Thursday, May 16, 2019

A Manuscript That Bridges a Gap

ON May 22, 2007, a Hebrew parchment section dating from the seventh or eighth century C.E. went in plain view at the Israel Museum in Jerusalem. This is an original copy of Exodus 13:19– 16:1. It incorporates what is known as "the Song of the Sea"​—the triumph tune that the Israelites sang after their marvelous redemption at the Red Sea. For what reason is the divulging of this parchment section critical?

The appropriate response has to do with the date of the original copy. The Dead Sea Scrolls were composed between the third century B.C.E. furthermore, the principal century C.E. Preceding their revelation around 60 years prior, the most punctual Hebrew original copy was the Aleppo Codex, going back to 930 C.E. Except for a couple of parts, no other Hebrew compositions have been discovered that date to the mediating time of a few hundred years.

"The Song of the Sea original copy," says James S. Snyder, chief of the Israel Museum, "crosses over any barrier in the time of history between the Dead Sea Scrolls . . . also, the Aleppo Codex." According to him, this composition alongside other old Biblical writings "gives an extraordinary case of printed congruity."

The parchment part is accepted to be one of the numerous original copies found in the late nineteenth century in a synagogue in Cairo, Egypt. Notwithstanding, a private gatherer of Hebrew original copies didn't know about its hugeness until he counseled an expert in the late 1970's. The section was cell based dated around then and afterward filed until it went in plain view in the Israel Museum.

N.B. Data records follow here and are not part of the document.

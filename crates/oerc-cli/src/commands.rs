use colored::Colorize;
use oerc_server::{OercServer, SiteConfig};

use crate::cli::*;

pub fn run_command(cli: Cli) -> anyhow::Result<()> {
    let config = load_config(&cli)?;
    match cli.command {
        Command::Serve(args) => cmd_serve(config, args),
        Command::Config => cmd_config(config),
    }
}

/// Config file (or defaults) with `OERC_*` environment overrides applied.
fn load_config(cli: &Cli) -> anyhow::Result<SiteConfig> {
    Ok(SiteConfig::load(cli.config.as_deref())?)
}

fn cmd_serve(mut config: SiteConfig, args: ServeArgs) -> anyhow::Result<()> {
    if let Some(bind) = args.bind {
        config.bind_addr = bind;
    }
    if let Some(dir) = args.data_dir {
        config.data_dir = Some(dir);
    }
    let storage = match &config.data_dir {
        Some(dir) => dir.display().to_string(),
        None => "in memory".into(),
    };
    println!("{} OERC site on {}", "✓".green().bold(), config.bind_addr.to_string().bold());
    println!("  Storage: {}", storage.cyan());
    println!("  Mail: {:?}", config.mail.provider);

    let runtime = tokio::runtime::Runtime::new()?;
    runtime.block_on(async {
        let server = OercServer::new(config)?;
        server.serve().await
    })?;
    Ok(())
}

fn cmd_config(config: SiteConfig) -> anyhow::Result<()> {
    print!("{}", config.to_toml()?);
    Ok(())
}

Remarking on the pertinence of the parchment part, Adolfo Roitman, leader of the Shrine of the Book, Israel Museum, and keeper of the Dead Sea Scrolls, expresses: "The Song of the Sea composition shows the huge constancy with which the Masoretic adaptation of the Bible was transmitted throughout the hundreds of years. It is extraordinary how the particular prosody of the Song of Sea is a similar today as it was in the seventh eighth hundreds of years."